● Exercise
Return every record in full. Match each one exactly.

● Information provided
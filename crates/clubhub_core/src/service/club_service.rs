//! Club use-case service.
//!
//! # Responsibility
//! - Run the club flows: found, apply, accept/decline, leave, kick,
//!   disband, manage info/photos/tags/news, review and vote.
//! - Persist every aggregate an operation changes.
//!
//! # Invariants
//! - Management flows resolve the acting user's member and go through the
//!   President gate; the service never bypasses it.
//! - Every flow runs inside one unit of work: the club and user saves of
//!   an operation commit together or not at all.

use crate::model::actor::MemberActor;
use crate::model::club::{Club, ClubId, NewClub};
use crate::model::error::{DomainError, DomainResult};
use crate::model::event::{Event, EventId, NewEvent};
use crate::model::member::MemberId;
use crate::model::review::{Review, ReviewId};
use crate::model::role::ClubRole;
use crate::model::user::{User, UserId};
use crate::repo::club_repo::{ClubFilter, ClubInfoPatch, ClubRepository};
use crate::repo::user_repo::UserRepository;
use crate::repo::{RepoError, UnitOfWork, Versioned};
use crate::service::{ServiceError, ServiceResult};
use log::{info, warn};

/// Club flows over injected club and user repositories.
///
/// `clubs` also scopes transactions, so both repositories must write
/// through the same store.
pub struct ClubService<C: ClubRepository + UnitOfWork, U: UserRepository> {
    clubs: C,
    users: U,
}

● Answer section
filename crates/clubhub_core/src/service/club_service.rs
//! Club use-case service.
//!
//! # Responsibility
//! - Run the club flows: found, apply, accept/decline, leave, kick,
//!   disband, manage info/photos/tags/news, review and vote.
//! - Persist every aggregate an operation changes.
//!
//! # Invariants
//! - Management flows resolve the acting user's member and go through the
//!   President gate; the service never bypasses it.
//! - Every flow runs inside one unit of work: the club and user saves of
//!   an operation commit together or not at all.

use crate::model::actor::MemberActor;
use crate::model::club::{Club, ClubId, NewClub};
use crate::model::error::{DomainError, DomainResult};
use crate::model::event::{Event, EventId, NewEvent};
use crate::model::member::MemberId;
use crate::model::review::{Review, ReviewId};
use crate::model::role::ClubRole;
use crate::model::user::{User, UserId};
use crate::repo::club_repo::{ClubFilter, ClubInfoPatch, ClubRepository};
use crate::repo::user_repo::UserRepository;
use crate::repo::{RepoError, UnitOfWork, Versioned};
use crate::service::{ServiceError, ServiceResult};
use log::{info, warn};

/// Club flows over injected club and user repositories.
///
/// `clubs` also scopes transactions, so both repositories must write
/// through the same store.
pub struct ClubService<C: ClubRepository + UnitOfWork, U: UserRepository> {
    clubs: C,
    users: U,
}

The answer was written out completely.